## TASK PROMPT
Copy verbatim the block of lines in the entries below whose first line contains "assert!(manifest.warnings().is_empty());" and whose last line contains "assert!(table.columns()[1].editable());". Leave out all other lines.

## MATERIAL SHOWN
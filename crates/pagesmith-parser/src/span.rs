//! Byte ranges into manifest source text.

use std::{fmt, ops::Range};

/// A half-open byte range `start..end` in the source text.
#[derive(Debug, Clone, Copy, Default, PartialEq, Eq, Hash)]
pub struct Span {
    start: usize,
    end: usize,
}

impl Span {
    /// Create a span from a byte range.
    pub fn new(range: Range<usize>) -> Self {
        Self {
            start: range.start,
            end: range.end.max(range.start),
        }
    }

    pub fn start(&self) -> usize {
        self.start
    }

    pub fn end(&self) -> usize {
        self.end
    }

    pub fn len(&self) -> usize {
        self.end - self.start
    }

    pub fn is_empty(&self) -> bool {
        self.start == self.end
    }
}

impl From<Range<usize>> for Span {
    fn from(range: Range<usize>) -> Self {
        Self::new(range)
    }
}

impl fmt::Display for Span {
    fn fmt(&self, f: &mut fmt::Formatter<'_>) -> fmt::Result {
        write!(f, "{}..{}", self.start, self.end)
    }
}
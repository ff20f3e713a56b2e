//! Component emission.

use std::{collections::HashSet, io};

use log::{debug, trace};

use pagesmith_core::{layout::LayoutPart, traverse};

use crate::{
    project::render::component_source,
    sink::{ArtifactDir, ArtifactSink},
    template::TemplateProvider,
};

/// Write one component per leaf id under `part` that is not yet in
/// `emitted`, descending through every container and every sub-layout whose
/// id is not in `visited`.
///
/// Returns how many files were written. Ids already in `emitted` are skipped
/// silently, wherever they occur.
///
/// # Errors
///
/// Returns the sink's [`io::Error`]; files written before the failure stay
/// written.
pub fn emit_components(
    part: &LayoutPart,
    provider: &dyn TemplateProvider,
    sink: &mut dyn ArtifactSink,
    target: &ArtifactDir,
    emitted: &mut HashSet<String>,
    visited: &HashSet<String>,
) -> io::Result<usize> {
    let mut written = 0;
    for entry in traverse::flatten_part_skipping(part, visited) {
        if emitted.contains(entry.id()) {
            trace!(id = entry.id(); "Component already emitted");
            continue;
        }
        let Some(source) = component_source(entry.part(), provider) else {
            continue;
        };
        let path = target.path_for(entry.id());
        sink.write(&path, &source)?;
        emitted.insert(entry.id().to_string());
        debug!(id = entry.id(), path:? = path; "Component emitted");
        written += 1;
    }
    Ok(written)
}
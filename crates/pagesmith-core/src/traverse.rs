//! Depth-first traversals over a layout tree.
//!
//! All walks are pre-order and left-to-right, so their output depends only on
//! the tree's structure. Sub-layouts are expanded in place; a sub-layout whose
//! id is already being expanded higher up on the same path is reported but not
//! descended into, which keeps id-level inclusion cycles finite while still
//! expanding a layout that is legitimately included from two places.
//!
//! - [`visit_layout`] / [`visit_part`]: every part with its nesting depth.
//! - [`flatten_leaves`]: leaf parts with the group path accumulated through
//!   tabs, panes and sub-layouts.
//! - [`nested_layouts`] / [`walk_layouts`]: the distinct layouts reachable
//!   from a root.

use std::{collections::HashSet, rc::Rc};

use log::trace;

use crate::layout::{Layout, LayoutPart};

/// Group label pushed when descending into a tab strip.
pub const TAB_GROUP: &str = "Tab";

/// Visit every part of `layout`, top-level parts at depth 0.
pub fn visit_layout<'a>(layout: &'a Layout, mut visit: impl FnMut(&'a LayoutPart, usize)) {
    let mut path = vec![layout.id()];
    for part in layout.parts() {
        visit_guarded(part, 0, &mut path, &mut visit);
    }
}

/// Visit `part` and all of its descendants, starting at `depth`.
pub fn visit_part<'a>(part: &'a LayoutPart, depth: usize, mut visit: impl FnMut(&'a LayoutPart, usize)) {
    let mut path = Vec::new();
    visit_guarded(part, depth, &mut path, &mut visit);
}

fn visit_guarded<'a>(
    part: &'a LayoutPart,
    depth: usize,
    path: &mut Vec<&'a str>,
    visit: &mut impl FnMut(&'a LayoutPart, usize),
) {
    visit(part, depth);

    let entered = match part {
        LayoutPart::SubLayout(layout) => {
            if path.contains(&layout.id()) {
                trace!(layout_id = layout.id(); "Skipping cyclic sub-layout");
                return;
            }
            path.push(layout.id());
            true
        }
        _ => false,
    };

    for child in part.children() {
        visit_guarded(child, depth + 1, path, visit);
    }

    if entered {
        path.pop();
    }
}

/// A leaf part together with the group path leading to it.
#[derive(Debug, Clone, PartialEq)]
pub struct LeafEntry<'a> {
    group: Vec<String>,
    id: &'a str,
    part: &'a LayoutPart,
}

impl<'a> LeafEntry<'a> {
    /// Group labels from the outermost to the innermost.
    pub fn group(&self) -> &[String] {
        &self.group
    }

    /// The leaf's field or table id.
    pub fn id(&self) -> &'a str {
        self.id
    }

    pub fn part(&self) -> &'a LayoutPart {
        self.part
    }
}

/// Flatten `layout` into its leaves, in visit order.
///
/// Tabs push [`TAB_GROUP`], panes push `"Tab: {label}"` and sub-layouts push
/// `"SubLayout: {title}"`. Rows and columns push nothing.
pub fn flatten_leaves(layout: &Layout) -> Vec<LeafEntry<'_>> {
    let mut out = Vec::new();
    let mut path = vec![layout.id()];
    let mut group = Vec::new();
    for part in layout.parts() {
        flatten_into(part, &mut group, &mut path, &HashSet::new(), &mut out);
    }
    out
}

/// Flatten a single part, starting from an empty group path.
pub fn flatten_part(part: &LayoutPart) -> Vec<LeafEntry<'_>> {
    flatten_part_skipping(part, &HashSet::new())
}

/// Flatten a single part without entering any sub-layout whose id is in
/// `skip`.
pub fn flatten_part_skipping<'a>(part: &'a LayoutPart, skip: &HashSet<String>) -> Vec<LeafEntry<'a>> {
    let mut out = Vec::new();
    flatten_into(part, &mut Vec::new(), &mut Vec::new(), skip, &mut out);
    out
}

fn flatten_into<'a>(
    part: &'a LayoutPart,
    group: &mut Vec<String>,
    path: &mut Vec<&'a str>,
    skip: &HashSet<String>,
    out: &mut Vec<LeafEntry<'a>>,
) {
    if let Some(id) = part.leaf_id() {
        out.push(LeafEntry {
            group: group.clone(),
            id,
            part,
        });
        return;
    }

    let pushed = match part {
        LayoutPart::InputText(_)
        | LayoutPart::Button(_)
        | LayoutPart::Table(_)
        | LayoutPart::Row(_)
        | LayoutPart::Col(_) => None,
        LayoutPart::Tab(_) => Some(TAB_GROUP.to_string()),
        LayoutPart::TabPane(pane) => Some(format!("Tab: {}", pane.label())),
        LayoutPart::SubLayout(layout) => {
            if path.contains(&layout.id()) || skip.contains(layout.id()) {
                trace!(layout_id = layout.id(); "Skipping sub-layout");
                return;
            }
            path.push(layout.id());
            Some(format!("SubLayout: {}", layout.title()))
        }
    };

    let has_label = pushed.is_some();
    if let Some(label) = pushed {
        group.push(label);
    }

    for child in part.children() {
        flatten_into(child, group, path, skip, out);
    }

    if has_label {
        group.pop();
    }
    if matches!(part, LayoutPart::SubLayout(_)) {
        path.pop();
    }
}

/// Entries whose group path is exactly `group`.
pub fn entries_in<'e, 'a>(
    entries: &'e [LeafEntry<'a>],
    group: &'e [String],
) -> impl Iterator<Item = &'e LeafEntry<'a>> {
    entries.iter().filter(move |entry| entry.group == group)
}

/// Distinct labels one level below `prefix`, in first-seen order.
pub fn subgroups<'e>(entries: &'e [LeafEntry<'_>], prefix: &[String]) -> Vec<&'e str> {
    let mut seen = Vec::new();
    for entry in entries {
        if entry.group.len() > prefix.len() && entry.group.starts_with(prefix) {
            let label = entry.group[prefix.len()].as_str();
            if !seen.contains(&label) {
                seen.push(label);
            }
        }
    }
    seen
}

/// Sub-layouts referenced from `layout`'s own tree, in visit order.
///
/// Parts of the referenced layouts are not searched; each referenced layout
/// appears once per reference.
pub fn nested_layouts(layout: &Layout) -> Vec<&Rc<Layout>> {
    fn collect<'a>(part: &'a LayoutPart, out: &mut Vec<&'a Rc<Layout>>) {
        if let LayoutPart::SubLayout(layout) = part {
            out.push(layout);
            return;
        }
        for child in part.children() {
            collect(child, out);
        }
    }

    let mut out = Vec::new();
    for part in layout.parts() {
        collect(part, &mut out);
    }
    out
}

/// Call `visit` once for every distinct layout id reachable from `root`,
/// `root` first, then sub-layouts in pre-order.
pub fn walk_layouts<'a>(root: &'a Layout, mut visit: impl FnMut(&'a Layout)) {
    fn walk<'a>(
        layout: &'a Layout,
        seen: &mut HashSet<&'a str>,
        visit: &mut impl FnMut(&'a Layout),
    ) {
        if !seen.insert(layout.id()) {
            return;
        }
        visit(layout);
        for nested in nested_layouts(layout) {
            walk(nested, seen, visit);
        }
    }

    let mut seen = HashSet::new();
    walk(root, &mut seen, &mut visit);
}
//! Unit tests for manifest parsing and reference resolution.

use std::rc::Rc;

use pagesmith_core::{
    layout::{Layout, LayoutPart, PartKind},
    meta::ColumnKind,
    traverse,
};

use crate::{
    error::{ErrorCode, ParseError, Severity},
    parse,
};

const ORDER_MANIFEST: &str = r#"
root = "OrderForm"

[fields.OrderNo]
label = "受注No"
length = 5

[fields.Search]
label = "検索"
events = [{ trigger = "click", handler = "onSearchClick", description = "検索ボタン押下" }]

[tables.DetailTable]
label = "明細"
columns = [
  { kind = "text", id = "itemNo", label = "商品番号", editable = false, length = 12 },
  { kind = "number", id = "qty", label = "数量", length = 5 },
  { kind = "date", id = "due", label = "納期", format = "yyyy/MM/dd" },
  { kind = "select", id = "unit", label = "単位", options = ["個", "箱"] },
]

[[layouts]]
id = "OrderForm"
title = "受注画面"
parts = [
  { row = [{ span = 8, parts = [{ input = "OrderNo" }] },
           { span = 4, parts = [{ button = "Search" }] }] },
  { tab = [{ label = "明細", parts = [{ table = "DetailTable" }] }] },
]
"#;

fn codes(err: &ParseError) -> Vec<ErrorCode> {
    err.diagnostics().iter().filter_map(|d| d.code()).collect()
}

fn assert_fails_with(source: &str, code: ErrorCode) -> ParseError {
    match parse(source) {
        Ok(manifest) => panic!(
            "expected {code} but parsed layout `{}`",
            manifest.root().id()
        ),
        Err(err) => {
            assert!(
                codes(&err).contains(&code),
                "expected {code}, got {:?}",
                codes(&err)
            );
            err
        }
    }
}

#[test]
fn test_parse_order_manifest() {
    let manifest = parse(ORDER_MANIFEST).unwrap();
    let root = manifest.root();

    assert_eq!(root.id(), "OrderForm");
    assert_eq!(root.title(), "受注画面");
    assert!(manifest.warnings().is_empty());

    let kinds: Vec<PartKind> = root.parts().iter().map(LayoutPart::kind).collect();
    assert_eq!(kinds, [PartKind::Row, PartKind::Tab]);

    let leaves = traverse::flatten_leaves(root);
    let ids: Vec<&str> = leaves.iter().map(|entry| entry.id()).collect();
    assert_eq!(ids, ["OrderNo", "Search", "DetailTable"]);
    assert_eq!(leaves[2].group(), ["Tab", "Tab: 明細"]);
}

#[test]
fn test_catalog_metadata_is_carried() {
    let manifest = parse(ORDER_MANIFEST).unwrap();
    let leaves = traverse::flatten_leaves(manifest.root());

    let LayoutPart::InputText(order_no) = leaves[0].part() else {
        panic!("expected an input");
    };
    assert_eq!(order_no.label(), "受注No");
    assert_eq!(order_no.length(), Some(5));
    assert!(order_no.events().is_empty());

    let LayoutPart::Button(search) = leaves[1].part() else {
        panic!("expected a button");
    };
    assert_eq!(search.events().len(), 1);
    assert_eq!(search.events()[0].handler(), "onSearchClick");
    assert_eq!(search.events()[0].description(), Some("検索ボタン押下"));

    let LayoutPart::Table(table) = leaves[2].part() else {
        panic!("expected a table");
    };
    let kinds: Vec<ColumnKind> = table.columns().iter().map(|c| c.kind()).collect();
    assert_eq!(
        kinds,
        [
            ColumnKind::Text,
            ColumnKind::Number,
            ColumnKind::Date,
            ColumnKind::Select
        ]
    );
    assert!(!table.columns()[0].editable());
    assert!(table.columns()[1].editable());
    assert_eq!(table.columns()[2].format(), Some("yyyy/MM/dd"));
    assert_eq!(table.columns()[3].options(), ["個", "箱"]);
}

#[test]
fn test_root_defaults_to_last_layout() {
    let source = r#"
        [fields.A]
        label = "a"

        [[layouts]]
        id = "Inner"
        title = "inner"
        parts = [{ input = "A" }]

        [[layouts]]
        id = "Outer"
        title = "outer"
        parts = [{ include = "Inner" }]
    "#;

    let manifest = parse(source).unwrap();
    assert_eq!(manifest.root().id(), "Outer");
    assert_eq!(
        manifest.layouts().keys().collect::<Vec<_>>(),
        ["Inner", "Outer"]
    );
}

#[test]
fn test_forward_include_shares_layout() {
    let source = r#"
        [fields.A]
        label = "a"

        [[layouts]]
        id = "Page"
        title = "page"
        parts = [{ include = "Shared" }, { tab = [{ label = "x", parts = [{ include = "Shared" }] }] }]

        [[layouts]]
        id = "Shared"
        title = "shared"
        parts = [{ input = "A" }]
    "#;

    let manifest = parse(source).unwrap();
    let page = manifest.layout("Page").unwrap();
    let shared = manifest.layout("Shared").unwrap();

    let LayoutPart::SubLayout(included) = &page.parts()[0] else {
        panic!("expected a sub layout");
    };
    assert!(std::rc::Rc::ptr_eq(included, shared));
    assert_eq!(traverse::nested_layouts(page).len(), 2);
}

#[test]
fn test_column_span_defaults_to_one() {
    let source = r#"
        [fields.A]
        label = "a"

        [[layouts]]
        id = "Page"
        title = "page"
        parts = [{ row = [{ parts = [{ input = "A" }] }] }]
    "#;

    let manifest = parse(source).unwrap();
    let LayoutPart::Row(row) = &manifest.root().parts()[0] else {
        panic!("expected a row");
    };
    assert_eq!(row.cols().next().unwrap().span(), 1);
}

#[test]
fn test_invalid_toml_is_e100() {
    let err = assert_fails_with("[[layouts]\nid = ", ErrorCode::E100);
    assert_eq!(err.diagnostics().len(), 1);
}

#[test]
fn test_unknown_key_is_e100() {
    let source = r#"
        [[layouts]]
        id = "Page"
        title = "page"
        colour = "red"
    "#;
    assert_fails_with(source, ErrorCode::E100);
}

#[test]
fn test_unknown_field_is_e200() {
    let source = r#"
        [[layouts]]
        id = "Page"
        title = "page"
        parts = [{ input = "Missing" }]
    "#;

    let err = assert_fails_with(source, ErrorCode::E200);
    let diag = &err.diagnostics()[0];
    assert_eq!(diag.message(), "unknown field `Missing`");

    let span = diag.labels()[0].span();
    assert!(source[span.start()..span.end()].contains("Missing"));
}

#[test]
fn test_table_used_as_field_gets_hint() {
    let source = r#"
        [tables.T]
        label = "t"

        [[layouts]]
        id = "Page"
        title = "page"
        parts = [{ input = "T" }]
    "#;

    let err = assert_fails_with(source, ErrorCode::E200);
    let help = err.diagnostics()[0].help().unwrap();
    assert!(help.contains("is a table"), "{help}");
}

#[test]
fn test_unknown_table_is_e201() {
    let source = r#"
        [[layouts]]
        id = "Page"
        title = "page"
        parts = [{ table = "Nope" }]
    "#;
    assert_fails_with(source, ErrorCode::E201);
}

#[test]
fn test_unknown_include_is_e202() {
    let source = r#"
        [[layouts]]
        id = "Page"
        title = "page"
        parts = [{ include = "Ghost" }]
    "#;
    assert_fails_with(source, ErrorCode::E202);
}

fn sub_layout(part: &LayoutPart) -> &Layout {
    match part {
        LayoutPart::SubLayout(layout) => layout,
        other => panic!("expected a sub-layout, got {:?}", other.kind()),
    }
}

#[test]
fn test_include_cycle_is_a_warning() {
    let source = r#"
        [[layouts]]
        id = "A"
        title = "a"
        parts = [{ include = "B" }]

        [[layouts]]
        id = "B"
        title = "b"
        parts = [{ row = [{ parts = [{ include = "A" }] }] }]
    "#;

    let manifest = parse(source).expect("a cycle should not be fatal");
    let warnings = manifest.warnings();
    assert_eq!(warnings.len(), 1);
    assert_eq!(warnings[0].code(), Some(ErrorCode::W302));
    assert_eq!(warnings[0].severity(), Severity::Warning);
    assert!(
        warnings[0]
            .help()
            .is_some_and(|help| help.starts_with("include chain: A -> B -> A"))
    );

    // A -> B -> (empty reference to A)
    let a = manifest.layout("A").unwrap();
    let b = sub_layout(&a.parts()[0]);
    assert_eq!(b.id(), "B");
    let cut = sub_layout(&b.parts()[0].children()[0].children()[0]);
    assert_eq!((cut.id(), cut.title()), ("A", "a"));
    assert!(cut.parts().is_empty());
}

#[test]
fn test_layout_in_cycle_is_rebuilt_from_its_own_root() {
    let source = r#"
        root = "B"

        [fields.Name]
        label = "名称"

        [[layouts]]
        id = "A"
        title = "a"
        parts = [{ input = "Name" }, { include = "B" }]

        [[layouts]]
        id = "B"
        title = "b"
        parts = [{ include = "A" }]
    "#;

    let manifest = parse(source).unwrap();
    let b = manifest.root();
    assert_eq!(b.id(), "B");

    // B seen from its own root includes the full A, not the cut one.
    let LayoutPart::SubLayout(a) = &b.parts()[0] else {
        panic!("expected B to include A");
    };
    assert_eq!(a.parts().len(), 2);
    assert!(Rc::ptr_eq(a, manifest.layout("A").unwrap()));
    assert_eq!(manifest.warnings().len(), 1);
}

#[test]
fn test_self_include_is_a_warning() {
    let source = r#"
        [[layouts]]
        id = "A"
        title = "a"
        parts = [{ include = "A" }]
    "#;

    let manifest = parse(source).unwrap();
    assert_eq!(manifest.warnings()[0].code(), Some(ErrorCode::W302));
    let cut = sub_layout(&manifest.root().parts()[0]);
    assert_eq!(cut.id(), "A");
    assert!(cut.parts().is_empty());
}

#[test]
fn test_duplicate_layout_is_e204() {
    let source = r#"
        [[layouts]]
        id = "A"
        title = "first"

        [[layouts]]
        id = "A"
        title = "second"
    "#;

    let err = assert_fails_with(source, ErrorCode::E204);
    assert_eq!(err.diagnostics()[0].labels().len(), 2);
}

#[test]
fn test_unknown_root_is_e205() {
    let source = r#"
        root = "Missing"

        [[layouts]]
        id = "A"
        title = "a"
    "#;
    assert_fails_with(source, ErrorCode::E205);
}

#[test]
fn test_no_layouts_is_e206() {
    assert_fails_with("[fields.A]\nlabel = \"a\"\n", ErrorCode::E206);
    assert_fails_with("", ErrorCode::E206);
}

#[test]
fn test_all_resolution_errors_are_collected() {
    let source = r#"
        [[layouts]]
        id = "Page"
        title = "page"
        parts = [{ input = "X" }, { table = "Y" }, { include = "Z" }]
    "#;

    let err = parse(source).unwrap_err();
    assert_eq!(
        codes(&err),
        [ErrorCode::E200, ErrorCode::E201, ErrorCode::E202]
    );
    assert_eq!(err.to_string(), "error[E200]: unknown field `X` (+2 more)");
}

#[test]
fn test_unused_catalog_entries_warn() {
    let source = r#"
        [fields.Used]
        label = "u"

        [fields.Spare]
        label = "s"

        [tables.Idle]
        label = "i"

        [[layouts]]
        id = "Page"
        title = "page"
        parts = [{ input = "Used" }]
    "#;

    let manifest = parse(source).unwrap();
    let warnings = manifest.warnings();
    assert_eq!(warnings.len(), 2);
    assert!(warnings.iter().all(|w| w.severity() == Severity::Warning));
    assert!(warnings.iter().all(|w| w.code() == Some(ErrorCode::W300)));
    assert_eq!(warnings[0].message(), "field `Spare` is never used");
    assert_eq!(warnings[1].message(), "table `Idle` is never used");
}

#[test]
fn test_non_positive_span_warns() {
    let source = r#"
        [fields.A]
        label = "a"

        [[layouts]]
        id = "Page"
        title = "page"
        parts = [{ row = [{ span = 0, parts = [{ input = "A" }] }] }]
    "#;

    let manifest = parse(source).unwrap();
    assert_eq!(manifest.warnings().len(), 1);
    assert_eq!(manifest.warnings()[0].code(), Some(ErrorCode::W301));
}

mod proptest_tests {
    use proptest::prelude::*;

    use crate::parse;

    proptest! {
        #[test]
        fn parse_never_panics(source in "\\PC{0,200}") {
            let _ = parse(&source);
        }

        #[test]
        fn unknown_field_always_reported(name in "[A-Z][a-zA-Z0-9]{0,12}") {
            let source = format!(
                "[[layouts]]\nid = \"Page\"\ntitle = \"p\"\nparts = [{{ input = \"{name}\" }}]\n"
            );
            let err = parse(&source).unwrap_err();
            prop_assert_eq!(err.errors().count(), 1);
            let expected = format!("unknown field `{}`", name);
            prop_assert_eq!(err.diagnostics()[0].message(), expected.as_str());
        }
    }
}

## ANSWER BOX
    assert!(manifest.warnings().is_empty());

    let kinds: Vec<PartKind> = root.parts().iter().map(LayoutPart::kind).collect();
    assert_eq!(kinds, [PartKind::Row, PartKind::Tab]);

    let leaves = traverse::flatten_leaves(root);
    let ids: Vec<&str> = leaves.iter().map(|entry| entry.id()).collect();
    assert_eq!(ids, ["OrderNo", "Search", "DetailTable"]);
    assert_eq!(leaves[2].group(), ["Tab", "Tab: 明細"]);
}

#[test]
fn test_catalog_metadata_is_carried() {
    let manifest = parse(ORDER_MANIFEST).unwrap();
    let leaves = traverse::flatten_leaves(manifest.root());

    let LayoutPart::InputText(order_no) = leaves[0].part() else {
        panic!("expected an input");
    };
    assert_eq!(order_no.label(), "受注No");
    assert_eq!(order_no.length(), Some(5));
    assert!(order_no.events().is_empty());

    let LayoutPart::Button(search) = leaves[1].part() else {
        panic!("expected a button");
    };
    assert_eq!(search.events().len(), 1);
    assert_eq!(search.events()[0].handler(), "onSearchClick");
    assert_eq!(search.events()[0].description(), Some("検索ボタン押下"));

    let LayoutPart::Table(table) = leaves[2].part() else {
        panic!("expected a table");
    };
    let kinds: Vec<ColumnKind> = table.columns().iter().map(|c| c.kind()).collect();
    assert_eq!(
        kinds,
        [
            ColumnKind::Text,
            ColumnKind::Number,
            ColumnKind::Date,
            ColumnKind::Select
        ]
    );
    assert!(!table.columns()[0].editable());
    assert!(table.columns()[1].editable());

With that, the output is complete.